Lambdas: Local Variables Need Final, Instance Variables Don'T

Lambdas: local variables need final, instance variables don't

The fundamental difference between a field and a local variable is that the local variable is copied when JVM creates a lambda instance. On the other hand, fields can be changed freely, because the changes to them are propagated to the outside class instance as well (their scope is the whole outside class, as Boris pointed out below).

The easiest way of thinking about anonymous classes, closures and labmdas is from the variable scope perspective; imagine a copy constructor added for all local variables you pass to a closure.

Why does variables in lambdas have to be final or effectively final?

It is related to multi-thread programming.

Local variables in Java have until now been immune to race conditions
and visibility problems because they are accessible only to the thread
executing the method in which they are declared. But a lambda can be
passed from the thread that created it to a different thread, and that
immunity would therefore be lost if the lambda, evaluated by the
second thread, were given the ability to mutate local variables. - Source

Why don't instance fields need to be final or effectively final to be used in lambda expressions?

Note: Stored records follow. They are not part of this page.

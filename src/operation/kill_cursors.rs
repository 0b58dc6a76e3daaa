use serde::Deserialize;

use crate::{
    bson::doc,
    cmap::{Command, RawCommandResponse, StreamDescription},
    error::{Error, ErrorKind, Result},
    operation::OperationWithDefaults,
    sdam::ServerAddress,
    Namespace,
};

/// Releases a server cursor before it is exhausted.
#[derive(Debug)]
pub(crate) struct KillCursors {
    ns: Namespace,
    cursor_id: i64,
    server: ServerAddress,
}

impl KillCursors {
    pub(crate) fn new(ns: Namespace, cursor_id: i64, server: ServerAddress) -> Self {
        Self {
            ns,
            cursor_id,
            server,
        }
    }
}

impl OperationWithDefaults for KillCursors {
    type O = ();

    const NAME: &'static str = "killCursors";

    fn build(&mut self, _description: &StreamDescription) -> Result<Command> {
        let body = doc! {
            Self::NAME: self.ns.coll.clone(),
            "cursors": [self.cursor_id],
        };
        Ok(Command::new(Self::NAME, self.ns.db.clone(), body))
    }

    fn handle_response(
        &self,
        response: RawCommandResponse,
        _description: &StreamDescription,
    ) -> Result<Self::O> {
        let body: KillCursorsResponseBody = response.body()?;
        if !body.cursors_not_found.is_empty() {
            return Err(ErrorKind::CursorNotFound {
                cursor_id: self.cursor_id,
                server: self.server.to_string(),
            }
            .into());
        }
        if !body.cursors_killed.contains(&self.cursor_id) {
            return Err(Error::invalid_response(format!(
                "killCursors did not report cursor {} as killed",
                self.cursor_id
            )));
        }
        Ok(())
    }
}

#[derive(Debug, Deserialize)]
#[serde(rename_all = "camelCase")]
struct KillCursorsResponseBody {
    #[serde(default)]
    cursors_killed: Vec<i64>,
    #[serde(default)]
    cursors_not_found: Vec<i64>,
}
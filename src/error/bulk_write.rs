#![allow(missing_docs)]

use serde::Serialize;

use crate::{
    bson::Document,
    error::{IndexedWriteError, WriteConcernError},
    operation::bulk_write::WriteRequest,
    results::BulkWriteOperationResult,
};

const DUPLICATE_KEY_CODES: [i32; 3] = [11000, 11001, 12582];
const EXECUTION_TIMEOUT_CODE: i32 = 50;

/// The error returned when at least one request of a bulk write failed or its write concern could
/// not be satisfied. Indexes always refer to positions in the caller's original request list.
#[derive(Clone, Debug)]
#[non_exhaustive]
pub struct BulkWriteOperationError {
    /// The result of the requests that were processed before the failure was observed.
    pub result: BulkWriteOperationResult,
    pub write_errors: Vec<BulkWriteOperationWriteError>,
    pub write_concern_error: Option<WriteConcernError>,
    /// Requests that were never sent because an ordered bulk write stopped early.
    pub unprocessed_requests: Vec<WriteRequest>,
}

/// Coarse classification of a server error code.
#[derive(Clone, Copy, Debug, PartialEq, Eq, Serialize, derive_more::Display)]
#[non_exhaustive]
pub enum ServerErrorCategory {
    DuplicateKey,
    ExecutionTimeout,
    Uncategorized,
}

impl ServerErrorCategory {
    pub(crate) fn from_code(code: i32) -> Self {
        if DUPLICATE_KEY_CODES.contains(&code) {
            Self::DuplicateKey
        } else if code == EXECUTION_TIMEOUT_CODE {
            Self::ExecutionTimeout
        } else {
            Self::Uncategorized
        }
    }
}

/// A write error for a single request of a bulk write.
#[derive(Clone, Debug, PartialEq)]
#[non_exhaustive]
pub struct BulkWriteOperationWriteError {
    /// Index of the failed request in the original request list.
    pub index: usize,
    pub code: i32,
    pub code_name: Option<String>,
    pub message: String,
    pub details: Option<Document>,
    pub category: ServerErrorCategory,
}

impl BulkWriteOperationWriteError {
    /// Converts an error reported by one command. `index` is the position of the failed
    /// request in the original request list.
    pub(crate) fn from_indexed(error: IndexedWriteError, index: usize) -> Self {
        Self {
            index,
            category: ServerErrorCategory::from_code(error.code),
            code: error.code,
            code_name: error.code_name,
            message: error.message,
            details: error.details,
        }
    }
}

impl BulkWriteOperationError {
    /// Indexes of all failed requests, in ascending order.
    pub fn failed_indexes(&self) -> Vec<usize> {
        let mut indexes: Vec<usize> = self.write_errors.iter().map(|e| e.index).collect();
        indexes.sort_unstable();
        indexes
    }
}
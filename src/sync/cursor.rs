use serde::de::DeserializeOwned;

use crate::{
    cursor::{AsyncCursor, AsyncCursorEnumerator},
    error::Result,
    runtime,
};

/// A blocking iterator over the documents of an [`AsyncCursor`].
///
/// Further batches are fetched with `getMore` as the iterator advances, so any call to
/// [`Iterator::next`] may block on the network. That is why the items are `Result<T>` rather
/// than `T`. Dropping the cursor before it is exhausted kills the server cursor in the
/// background.
///
/// ```rust,no_run
/// # use mongodb_core::{bson::Document, error::Result, sync::Cursor};
/// # fn count(cursor: Cursor<Document>) -> Result<usize> {
/// let mut n = 0;
/// for document in cursor {
///     let _document = document?;
///     n += 1;
/// }
/// # Ok(n)
/// # }
/// ```
#[derive(Debug)]
pub struct Cursor<T> {
    enumerator: AsyncCursorEnumerator<T>,
}

impl<T> Cursor<T>
where
    T: DeserializeOwned + Send,
{
    pub(crate) fn new(cursor: AsyncCursor<T>) -> Self {
        Self {
            enumerator: AsyncCursorEnumerator::new(cursor),
        }
    }

    /// The cursor being iterated.
    pub fn cursor(&self) -> &AsyncCursor<T> {
        self.enumerator.cursor()
    }

    /// Collects every remaining document.
    pub fn to_vec(self) -> Result<Vec<T>> {
        runtime::block_on(self.enumerator.to_vec())
    }

    /// Stops iterating and kills the server cursor if it is still open.
    pub fn close(&mut self) {
        runtime::block_on(self.enumerator.close())
    }
}

impl<T> From<AsyncCursor<T>> for Cursor<T>
where
    T: DeserializeOwned + Send,
{
    fn from(cursor: AsyncCursor<T>) -> Self {
        Self::new(cursor)
    }
}

impl<T> Iterator for Cursor<T>
where
    T: DeserializeOwned + Send,
{
    type Item = Result<T>;

    fn next(&mut self) -> Option<Self::Item> {
        runtime::block_on(self.enumerator.next()).transpose()
    }
}
use std::collections::VecDeque;

use futures_core::Stream;
use serde::de::DeserializeOwned;

use crate::{cursor::AsyncCursor, error::Result};

/// Iterates over the documents of an [`AsyncCursor`] one at a time.
///
/// The underlying cursor is only advanced once every document of its current batch has been
/// handed out.
#[derive(Debug)]
pub struct AsyncCursorEnumerator<T> {
    cursor: AsyncCursor<T>,
    buffer: VecDeque<T>,
    finished: bool,
}

impl<T> AsyncCursorEnumerator<T>
where
    T: DeserializeOwned + Send,
{
    /// Wraps `cursor`, which must not have been advanced yet.
    pub fn new(cursor: AsyncCursor<T>) -> Self {
        Self {
            cursor,
            buffer: VecDeque::new(),
            finished: false,
        }
    }

    /// The next document, or `None` once the cursor is exhausted.
    pub async fn next(&mut self) -> Result<Option<T>> {
        loop {
            if let Some(document) = self.buffer.pop_front() {
                return Ok(Some(document));
            }
            if self.finished {
                return Ok(None);
            }
            if !self.cursor.move_next().await? {
                self.finished = true;
                return Ok(None);
            }
            self.buffer.extend(self.cursor.take_current_batch());
        }
    }

    /// Collects every remaining document.
    pub async fn to_vec(mut self) -> Result<Vec<T>> {
        let mut documents = Vec::new();
        while let Some(document) = self.next().await? {
            documents.push(document);
        }
        Ok(documents)
    }

    /// The cursor being enumerated.
    pub fn cursor(&self) -> &AsyncCursor<T> {
        &self.cursor
    }

    /// Discards any buffered documents and closes the underlying cursor.
    pub async fn close(&mut self) {
        self.buffer.clear();
        self.finished = true;
        self.cursor.close().await;
    }

    /// Turns the enumerator into a [`Stream`]. The stream ends after the first error.
    pub fn into_stream(self) -> impl Stream<Item = Result<T>> + Send
    where
        T: 'static,
    {
        futures_util::stream::unfold(self, |mut enumerator| async move {
            match enumerator.next().await {
                Ok(Some(document)) => Some((Ok(document), enumerator)),
                Ok(None) => None,
                Err(error) => {
                    enumerator.finished = true;
                    enumerator.buffer.clear();
                    Some((Err(error), enumerator))
                }
            }
        })
    }
}

impl<T> From<AsyncCursor<T>> for AsyncCursorEnumerator<T>
where
    T: DeserializeOwned + Send,
{
    fn from(cursor: AsyncCursor<T>) -> Self {
        Self::new(cursor)
    }
}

Instance variables are stored in the heap space whereas local variables are stored in the stack space. Each thread maintains its own stack and hence the local variables are not shared across the threads. On the other hand, the heap space is shared by all threads and therefore, multiple threads can modify an instance variable. There are various mechanisms to make the data thread-safe and you can find many related discussions on this platform. Just for the sake of completeness, I've quoted below an excerpt from http://web.mit.edu/6.005/www/fa14/classes/18-thread-safety/

There are basically four ways to make variable access safe in
shared-memory concurrency:

• Confinement. Don’t share the variable between threads. This idea is called confinement, and we’ll explore it today.
• Immutability. Make the shared data immutable. We’ve talked a lot about immutability already, but there are some additional constraints
  for concurrent programming that we’ll talk about in this reading.
• Threadsafe data type. Encapsulate the shared data in an existing threadsafe data type that does the coordination for you. We’ll talk
  about that today.
• Synchronization. Use synchronization to keep the threads from accessing the variable at the same time. Synchronization is what you
  need to build your own threadsafe data type.

Why variable used in lambda expression should be final or effectively final

I'd like to preface this answer by saying what I show below is not actually how lambdas are implemented. The actual implementation involves java.lang.invoke.LambdaMetafactory if I'm not mistaken. My answer makes use of some inaccuracies to better demonstrate the point.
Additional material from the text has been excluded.